By Andre Ramos | Jan 23, 2024

The Unnoticed Threat: Network Alarms and the Overlooked Role of Timing

In a January 2024 conversation with Rob Jodrie, Technical Support Manager at Syncworks, about network timing and the network outage reporting system, Mr. Jodrie delved into the often underestimated realm of network alarms and the peculiar reality that they don’t receive the attention they deserve. Despite the high costs associated with the FCC’s NORS—not to mention the impact on the consumer—network alarms continue to be overlooked. A back study that Mr. Jodrie participated in showed that alarms and power were the two main causes found in the required NORS reports. Alarms signify potential network failures, a critical aspect that most network operators are not in tune with. There’s no real good answer as to why. First, a bit of educational background on the FCC Network Outage Reporting System before we begin. FCC Network Outage Reporting System (NORS)

What is NORS?

In 2004, the FCC implemented outage reporting rules to ensure swift, comprehensive, and accurate information about significant communication service disruptions with potential impacts on homeland security, public health, safety, and the nation’s economic well-being. Communication providers, including wireline, cable, satellite, wireless, interconnected VoIP, and Signaling System 7 providers, must adhere to these rules. Reportable network outages lasting at least 30 minutes trigger mandatory reporting in the Commission’s Network Outage Reporting System (NORS). Data submitted to NORS is considered confidential.
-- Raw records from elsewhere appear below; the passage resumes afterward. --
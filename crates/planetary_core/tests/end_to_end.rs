use planetary_core::db::open_db_in_memory;
use planetary_core::{
    parse_payload, ListQuery, MissionDraft, MissionListQuery, MissionPatch, Planet, PlanetPatch,
    RecordService, ScientistDraft, ScientistPatch, ServiceError, SqliteRepository,
    ValidationError,
};
use serde_json::json;

#[test]
fn mars_survey_lifecycle() {
    let conn = open_db_in_memory().unwrap();
    let service = RecordService::new(SqliteRepository::try_new(&conn).unwrap());

    let mars = service.create_planet(&Planet::named("Mars")).unwrap();
    let ada = service
        .create_scientist(parse_payload(json!({ "name": "Ada", "field_of_study": "Astrophysics" })).unwrap())
        .unwrap();
    let survey = service
        .create_mission(MissionDraft {
            name: Some("Survey".to_string()),
            planet_id: mars.id(),
            scientist_id: ada.id(),
        })
        .unwrap();
    let survey_id = survey.id().unwrap();

    let value = service.to_json(&survey).unwrap();
    assert_eq!(value["planet"]["name"], json!("Mars"));
    assert_eq!(value["scientist"]["field_of_study"], json!("Astrophysics"));

    let report = service.delete_planet(mars.id().unwrap()).unwrap();
    assert_eq!(report.deleted_missions, vec![survey_id]);

    assert!(matches!(
        service.get_mission(survey_id),
        Err(ServiceError::NotFound {
            entity: "mission",
            ..
        })
    ));
    assert!(service.get_scientist(ada.id().unwrap()).is_ok());
}

#[test]
fn create_reports_first_invalid_field() {
    let conn = open_db_in_memory().unwrap();
    let service = RecordService::new(SqliteRepository::try_new(&conn).unwrap());

    let err = service
        .create_scientist(ScientistDraft {
            name: Some(String::new()),
            field_of_study: None,
        })
        .unwrap_err();
    assert!(matches!(
        err,
        ServiceError::Validation(ValidationError::ScientistNameRequired)
    ));
    assert_eq!(err.to_string(), "Scientist must have a name.");

    let err = service.create_mission(MissionDraft::default()).unwrap_err();
    assert_eq!(err.to_string(), "Mission must have name.");

    let err = service
        .create_mission(MissionDraft {
            name: Some("Survey".to_string()),
            planet_id: Some(0),
            scientist_id: None,
        })
        .unwrap_err();
    assert_eq!(err.to_string(), "Mission must have scientist ID.");

    assert!(service
        .list_missions(&MissionListQuery::default())
        .unwrap()
        .is_empty());
}

#[test]
fn dangling_mission_reference_is_an_integrity_error() {
    let conn = open_db_in_memory().unwrap();
    let service = RecordService::new(SqliteRepository::try_new(&conn).unwrap());

    let err = service
        .create_mission(MissionDraft {
            name: Some("Ghost".to_string()),
            planet_id: Some(12),
            scientist_id: Some(34),
        })
        .unwrap_err();
    assert!(matches!(err, ServiceError::Integrity(_)), "unexpected error: {err}");
}

#[test]
fn patches_update_only_present_fields() {
    let conn = open_db_in_memory().unwrap();
    let service = RecordService::new(SqliteRepository::try_new(&conn).unwrap());

    let mut planet = Planet::named("Mars");
    planet.nearest_star = Some("Sun".to_string());
    let id = service.create_planet(&planet).unwrap().id().unwrap();

    let patch: PlanetPatch =
        parse_payload(json!({ "distance_from_earth": 225, "nearest_star": null })).unwrap();
    let updated = service.update_planet(id, patch).unwrap();
    assert_eq!(updated.name.as_deref(), Some("Mars"));
    assert_eq!(updated.distance_from_earth, Some(225));
    assert_eq!(updated.nearest_star, None);
    assert_eq!(service.get_planet(id).unwrap(), updated);
}

#[test]
fn rejected_patch_leaves_stored_record_untouched() {
    let conn = open_db_in_memory().unwrap();
    let service = RecordService::new(SqliteRepository::try_new(&conn).unwrap());
    let ada = service
        .create_scientist(ScientistDraft {
            name: Some("Ada".to_string()),
            field_of_study: Some("Astrophysics".to_string()),
        })
        .unwrap();
    let id = ada.id().unwrap();

    let patch: ScientistPatch =
        parse_payload(json!({ "name": "Grace", "field_of_study": null })).unwrap();
    let err = service.update_scientist(id, patch).unwrap_err();
    assert!(matches!(
        err,
        ServiceError::Validation(ValidationError::ScientistFieldOfStudyRequired)
    ));
    assert_eq!(service.get_scientist(id).unwrap(), ada);
}

#[test]
fn mission_can_move_between_planets() {
    let conn = open_db_in_memory().unwrap();
    let service = RecordService::new(SqliteRepository::try_new(&conn).unwrap());
    let mars = service.create_planet(&Planet::named("Mars")).unwrap();
    let venus = service.create_planet(&Planet::named("Venus")).unwrap();
    let ada = service
        .create_scientist(ScientistDraft {
            name: Some("Ada".to_string()),
            field_of_study: Some("Astrophysics".to_string()),
        })
        .unwrap();
    let survey = service
        .create_mission(MissionDraft {
            name: Some("Survey".to_string()),
            planet_id: mars.id(),
            scientist_id: ada.id(),
        })
        .unwrap();

    let moved = service
        .update_mission(
            survey.id().unwrap(),
            MissionPatch {
                planet_id: Some(venus.id()),
                ..MissionPatch::default()
            },
        )
        .unwrap();
    assert_eq!(Some(moved.planet_id()), venus.id());

    let report = service.delete_planet(mars.id().unwrap()).unwrap();
    assert!(report.deleted_missions.is_empty());
    assert!(service.get_mission(survey.id().unwrap()).is_ok());
}

#[test]
fn updates_and_deletes_of_missing_records_are_not_found() {
    let conn = open_db_in_memory().unwrap();
    let service = RecordService::new(SqliteRepository::try_new(&conn).unwrap());

    assert!(matches!(
        service.update_planet(5, PlanetPatch::default()),
        Err(ServiceError::NotFound { entity: "planet", id: 5 })
    ));
    assert!(matches!(
        service.delete_scientist(9),
        Err(ServiceError::NotFound { entity: "scientist", id: 9 })
    ));
    assert!(matches!(
        service.delete_mission(3),
        Err(ServiceError::NotFound { entity: "mission", id: 3 })
    ));
}

#[test]
fn malformed_payloads_are_rejected_before_validation() {
    let unknown = parse_payload::<PlanetPatch>(json!({ "moons": 2 })).unwrap_err();
    assert!(matches!(unknown, ServiceError::Payload(_)));

    let wrong_type =
        parse_payload::<MissionDraft>(json!({ "name": "Survey", "planet_id": "one" })).unwrap_err();
    assert!(matches!(wrong_type, ServiceError::Payload(_)));
}

#[test]
fn serialize_accepts_caller_rules_and_rejects_malformed_ones() {
    let conn = open_db_in_memory().unwrap();
    let service = RecordService::new(SqliteRepository::try_new(&conn).unwrap());
    let mars = service.create_planet(&Planet::named("Mars")).unwrap();

    let value = service.serialize(&mars, &["-missions"]).unwrap();
    assert!(value.get("missions").is_none());

    let err = service.serialize(&mars, &["missions"]).unwrap_err();
    assert!(matches!(err, ServiceError::Rules(_)));

    let planets = service.list_planets(&ListQuery::default()).unwrap();
    assert_eq!(planets, vec![mars]);
}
Depending on the provider type, notifications must be made within specific timeframes: preliminary information within 120 minutes, an initial outage report within three calendar days, and a final report within 30 days of outage discovery. Interconnected VoIP providers follow a similar process, with variations based on the outage’s impact. Covered 911 service providers, responsible for aggregating and delivering 911 traffic, have specific notification timelines and information-sharing requirements when an outage affecting a 911 call center occurs. Source

FCC Network Outage Reporting System and The Odd Reality of Timing

Mr. Jodrie, reflecting on his time as a Tier 2 Technical Support technician for a major carrier, highlighted the historical neglect of timing in network operations. He shared insights into the FCC reportable events, where outages of certain size, capacity, or duration required reporting to the FCC, often resulting in fines and root cause analysis. Surprisingly, a back study revealed that power and timing were the most common culprits behind these expensive events.

Headshot of Rob Jodrie

Rob Jodrie: We used to have to do write ups on what are called FCC reportable events and those were if you had an outage of either a certain size, capacity, bandwidth was down or of a certain duration, length of time or both, you’d have to some in some cases report that to the FCC and it was not a good thing. Fines would come about and they would ask for root cause analysis. Meaning you got to tell me what was the thing that caused this issue. And then you were supposed to get a plan to say here’s how we addressed it. But point is we did a back study on that at one point in time and we found that the two most common issues causing FCC reportables were power and timing. So it’s really interesting to me that these FCC reportables were not small events and they were very expensive and it just has always surprised me how little attention that it gets.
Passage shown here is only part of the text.